Special Briefing
IN ASSOCIATION WITH THE PRESIDENTIAL DAILY BRIEF

Unmitigated Gaul

The G-7 Summit Dossier

This is an OZY Special Briefing, an extension of the Presidential Daily Brief. The Special Briefing tells you what you need to know about an important issue, individual or story that is making news. Each one serves up an interesting selection of facts, opinions, images and videos in order to catch you up and vault you ahead.

WHAT TO KNOW

What happened? When the weekend G-7 summit began, several crises were clearly to be on the agenda, including the current fires in the Amazon and the potential for a U.K.-U.S. trade deal that could help U.K. Prime Minister Boris Johnson mitigate the catastrophic economic damage his threatened no-deal Brexit is expected to cause. But that didn’t stop U.S. President Donald Trump and particularly French President Emmanuel Macron (pictured above) from throwing new wrenches into the mix.

Why does it matter? The G-7’s purpose is largely for world leaders to convene and come to an agreement on major topics like international trade. But this session largely showed how little consensus remains on any topic, even among this relatively rarified group. Many observers are pinpointing a cantankerous dinner Saturday night as the turning point, and specifically Trump’s loud assertion that Russia should be readmitted to the G-7 despite being ejected in 2014 over its annexation of Crimea. And then there was Macron’s surprise: a six-hour visit from an Iranian diplomat for a sit-down with Macron, seen as part of the French president’s bid to save the Iranian nuclear deal. Some American officials condemned the move, but Trump was quiet about it, perhaps because, according to French authorities, he’d been told about it in advance.

HOW TO THINK ABOUT IT

No record. While past G-7s have seen leaders sign onto a written communiqué, Macron announced there would be no such statement this time, because “it’s pointless” and “no one reads the communiqués, let’s be honest.” It also allowed him to avoid the embarrassment of last year’s G7, where Trump signed a statement and then immediately disavowed its contents. 

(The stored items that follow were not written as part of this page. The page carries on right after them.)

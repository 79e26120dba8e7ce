//! Line diff between two generated scripts

use similar::{ChangeTag, TextDiff};

/// SQL-unaware line diff engine
pub struct DiffEngine;

impl DiffEngine {
    /// Individual line changes from `old` to `new`
    pub fn changes(old: &str, new: &str) -> Vec<Change> {
        let diff = TextDiff::from_lines(old, new);
        diff.iter_all_changes()
            .map(|change| {
                let tag = match change.tag() {
                    ChangeTag::Delete => ChangeType::Deleted,
                    ChangeTag::Insert => ChangeType::Inserted,
                    ChangeTag::Equal => ChangeType::Unchanged,
                };
                Change {
                    tag,
                    value: change.value().trim_end_matches(['\r', '\n']).to_string(),
                    old_index: change.old_index(),
                    new_index: change.new_index(),
                }
            })
            .collect()
    }

    /// Render every line prefixed with `+ `, `- ` or two spaces.
    ///
    /// Returns an empty string when the trimmed scripts are equal.
    pub fn script_diff(old: &str, new: &str) -> String {
        if old.trim() == new.trim() {
            return String::new();
        }

        let mut out = String::new();
        for change in Self::changes(old, new) {
            out.push_str(change.tag.prefix());
            out.push_str(&change.value);
            out.push('\n');
        }
        out
    }
}

/// Type of change
#[derive(Clone, Copy, Debug, PartialEq, Eq)]
pub enum ChangeType {
    Inserted,
    Deleted,
    Unchanged,
}

impl ChangeType {
    pub fn prefix(self) -> &'static str {
        match self {
            ChangeType::Inserted => "+ ",
            ChangeType::Deleted => "- ",
            ChangeType::Unchanged => "  ",
        }
    }
}

/// A single line of the diff
#[derive(Clone, Debug)]
pub struct Change {
    pub tag: ChangeType,
    pub value: String,
    pub old_index: Option<usize>,
    pub new_index: Option<usize>,
}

Firefighting. One of Macron’s chief issues at the summit was the fires in the Amazon rainforest, a key environmental issue … and one that Brazilian President Jair Bolsonaro has largely dismissed or blamed on environmental groups. International pressure has seen him authorize the deployment of troops to help fight the fires, and today the G-7 leaders (minus Trump, who didn’t attend the session) pledged $22 million in emergency funding to combat the crisis, as well as a long-term initiative whose details have yet to be sketched out. That sum is considered paltry considering the scale of the problem: It’s comparable to what President Trump spent on travel during his first 80 days in office. 

War of words. The U.S. focus on trade wars was another concern voiced at the conference, with Macron specifically calling out the tactic as something he hopes can be abandoned before the world slides into another recession. Some saw hope for the French president’s platform yesterday when Trump said he had second thoughts about raising tariffs on Chinese goods — but the White House later fired back that he’d only meant he regretted not raising them even further. Meanwhile, French and U.S. officials say they’ve reached a draft compromise over a French digital tax that had Trump threatening to levy wine tariffs just days ago.

WHAT TO READ

Political Craftsman Macron Scores Victory at the G-7, by Barbara Wesel in Deutsche Welle
“The French president invited Iranian Foreign Minister Mohammed Javad Zarif as a surprise guest and launched a diplomatic initiative on the sidelines of the summit — and he did that right under Donald Trump's nose.”

Trump's Demands for Russia's Readmission Cause Row in Biarritz, by Julian Borger in The Guardian
“Trump argued strenuously that Vladimir Putin should be invited back, five years after Russia was ejected from the then G8 for its annexation of Crimea.”

WHAT TO WATCH

Brazilian Troops Deployed to Battle Amazon Fire

“In places, there’s hardly anything left.”


Trump Lunches With Macron Amid Tension on Tariffs

“We’ll be taxing their wine like they’ve never seen before.”

WHAT TO SAY AT THE WATERCOOLER

Trading barbs. While Macron has on multiple occasions attempted to work with Trump despite their differences, he seems less patient with Bolsonaro. He’s recently said he may have to block the hard-fought Mercosur trade deal between the EU and a South American bloc due to Bolsonaro reneging on climate commitments, and on Monday he bluntly said he hopes Brazilians “will very soon have a president who is up to the task.”